50×70
encre
Si la plus grande partie des flibustiers spatiaux opère en toute légalité sous couvert de lettres de courses gouvernementales, à l’exemple du corsaire écossais John mac Duff, dont la contribution à la balance intérieure excédentaire de la Couronne fut estimée, pour la seule année 1886 à plus de huit cent livres chocolatées, certains aigrefins de l’espace agissent à leur gré, devenant pirates et sillonnant le système solaire à la recherche de vaisseaux à piller pour leur propre compte.
Certains laissent derrière eux un sillage sanglant, tel le tristement célèbre Long John Cyber, capitaine sans pitié devant son surnom à sa jambe d’acier, qui mit sous coupe réglée, à la tête de son équipage de crapules amphibiennes, la ceinture d’astéroïdes saturnienne de 1883 à 1884.
Ancien expert-comptable d’une fabrique de retraitement de drosophiles, il fut surpris à se servir dans les stocks. Licencié sur le champ sans indemnités, condamné à trois ans de galère solaire et se sentant victime d’une injustice, il s’évada du banc de ramage en sciant sa jambe droite enchainée.
Il rassembla sans mal une petite équipe de malandrins des marais au sein de sa communauté d’origine _ dont le manque de probité n’est plus à prouver depuis la récente affaire du canal de Mars qui ruina tant de petits spéculateurs du duché de Luxembourg – puis se lança dans une chasse aux navires marchands d’autant plus impitoyable qu’aux attraits financiers s’ajoutait une vindicte personnelle. Long John Cyber et sa petite flotte de feuilles de nénuphars volants d’une mobilité sans égale quand ils sont pilotés par des batraciens décidés, écuma la région impunément jusqu’à ce que les autorités locales, en désespoir de cause, fassent appel aux seuls véritables prédateurs naturels des grenouilles : les français.
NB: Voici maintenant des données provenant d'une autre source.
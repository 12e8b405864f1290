use ndarray::prelude::*;

use crate::{MlErr, Result, arch::activations::ActFn};

/// A fully connected layer, optionally followed by an activation function.
///
/// Its parameters are laid out in the flat parameter slice as the `(n, m)` row-major
/// weights followed by the `m` biases.
#[derive(Clone, Debug)]
pub struct Dense {
    dim: (usize, usize),
    act_fn: Option<ActFn>,
    size: usize,

    // Forward metadata
    x: Array2<f32>,
    z: Array2<f32>,
}

impl Dense {
    /// Creates a new `Dense` layer.
    ///
    /// # Arguments
    /// * `dim` - The input and output widths.
    /// * `act_fn` - The activation applied to the linear output, if any.
    ///
    /// # Returns
    /// A new `Dense` instance.
    pub fn new(dim: (usize, usize), act_fn: Option<ActFn>) -> Self {
        Self {
            dim,
            size: (dim.0 + 1) * dim.1,
            act_fn,
            x: Array2::zeros((0, dim.0)),
            z: Array2::zeros((0, dim.1)),
        }
    }

    /// Returns the size of this layer.
    ///
    /// # Returns
    /// The amount of parameters this layer has.
    pub fn size(&self) -> usize {
        self.size
    }

    pub fn forward(&mut self, params: &[f32], x: ArrayView2<f32>) -> Result<Array2<f32>> {
        if x.ncols() != self.dim.0 {
            return Err(MlErr::ShapeMismatch {
                what: "dense layer input",
                got: x.ncols(),
                expected: self.dim.0,
            });
        }

        let (w, b) = self.view_params(params)?;
        let z = x.dot(&w) + &b;

        let a = match &self.act_fn {
            Some(act_fn) => z.mapv(|z| act_fn.f(z)),
            None => z.clone(),
        };

        self.x = x.to_owned();
        self.z = z;
        Ok(a)
    }

    /// Propagates `d`, the loss derivative with respect to this layer's output, backwards.
    ///
    /// Writes this layer's gradient into `grad` and returns the derivative with respect
    /// to its input.
    pub fn backward(
        &mut self,
        params: &[f32],
        grad: &mut [f32],
        mut d: Array2<f32>,
    ) -> Result<Array2<f32>> {
        if let Some(act_fn) = &self.act_fn {
            d.zip_mut_with(&self.z, |d, &z| *d *= act_fn.df(z));
        }

        let (mut dw, mut db) = self.view_grad(grad)?;
        dw.assign(&self.x.t().dot(&d));
        db.assign(&d.sum_axis(Axis(0)));

        let (w, _) = self.view_params(params)?;
        Ok(d.dot(&w.t()))
    }

    /// Gives a view of the raw gradient slice as the delta weights and delta biases of this layer.
    fn view_grad<'a>(
        &self,
        grad: &'a mut [f32],
    ) -> Result<(ArrayViewMut2<'a, f32>, ArrayViewMut1<'a, f32>)> {
        self.check_len("dense layer gradient", grad.len())?;

        let w_size = self.size - self.dim.1;
        let (dw_raw, db_raw) = grad.split_at_mut(w_size);
        let dw = ArrayViewMut2::from_shape(self.dim, dw_raw).map_err(invalid_layout)?;
        let db = ArrayViewMut1::from_shape(self.dim.1, db_raw).map_err(invalid_layout)?;
        Ok((dw, db))
    }

    /// Gives a view of the raw parameter slice as the weights and biases of this layer.
    fn view_params<'a>(
        &self,
        params: &'a [f32],
    ) -> Result<(ArrayView2<'a, f32>, ArrayView1<'a, f32>)> {
        self.check_len("dense layer parameters", params.len())?;

        let w_size = self.size - self.dim.1;
        let (w_raw, b_raw) = params.split_at(w_size);
        let weights = ArrayView2::from_shape(self.dim, w_raw).map_err(invalid_layout)?;
        let biases = ArrayView1::from_shape(self.dim.1, b_raw).map_err(invalid_layout)?;
        Ok((weights, biases))
    }

    fn check_len(&self, what: &'static str, got: usize) -> Result<()> {
        if got != self.size {
            return Err(MlErr::ShapeMismatch {
                what,
                got,
                expected: self.size,
            });
        }

        Ok(())
    }
}

fn invalid_layout(e: ndarray::ShapeError) -> MlErr {
    MlErr::InvalidLayout(e.to_string())
}

#[cfg(test)]
mod tests {
    use super::*;

    #[test]
    fn forward_is_affine() {
        // w = [[1, 2], [3, 4], [5, 6]], b = [0.5, -0.5]
        let params = [1., 2., 3., 4., 5., 6., 0.5, -0.5];
        let mut dense = Dense::new((3, 2), None);

        let x = array![[1., 0., 1.], [0., 1., 0.]];
        let y = dense.forward(&params, x.view()).unwrap();

        assert_eq!(y, array![[6.5, 7.5], [3.5, 3.5]]);
    }

    #[test]
    fn backward_writes_gradient() {
        let params = [1., 2., 3., 4., 0., 0.];
        let mut dense = Dense::new((2, 2), None);
        let mut grad = [0.; 6];

        let x = array![[1., 2.]];
        dense.forward(&params, x.view()).unwrap();
        let d_in = dense
            .backward(&params, &mut grad, array![[1., 0.]])
            .unwrap();

        assert_eq!(grad, [1., 0., 2., 0., 1., 0.]);
        assert_eq!(d_in, array![[1., 3.]]);
    }

    #[test]
    fn wrong_input_width_is_rejected() {
        let params = [0.; 6];
        let mut dense = Dense::new((2, 2), None);

        let x = array![[1., 2., 3.]];
        assert!(matches!(
            dense.forward(&params, x.view()),
            Err(MlErr::ShapeMismatch { got: 3, expected: 2, .. })
        ));
    }
}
Dépêché sur place par le préfet de l’empire, en signe de bon intelligence entre les peuples, le grand maitre queue Auguste Escoffier, bien secondé par sa brigade, parvint rapidement à appréhender les pirates et leur chef, qui furent cuisinés au beurre persillé et servis dans la semaine à la table impériale à l’occasion de l’anniversaire de l’impératrice Eugénie, qui dit-on, en reprit trois fois.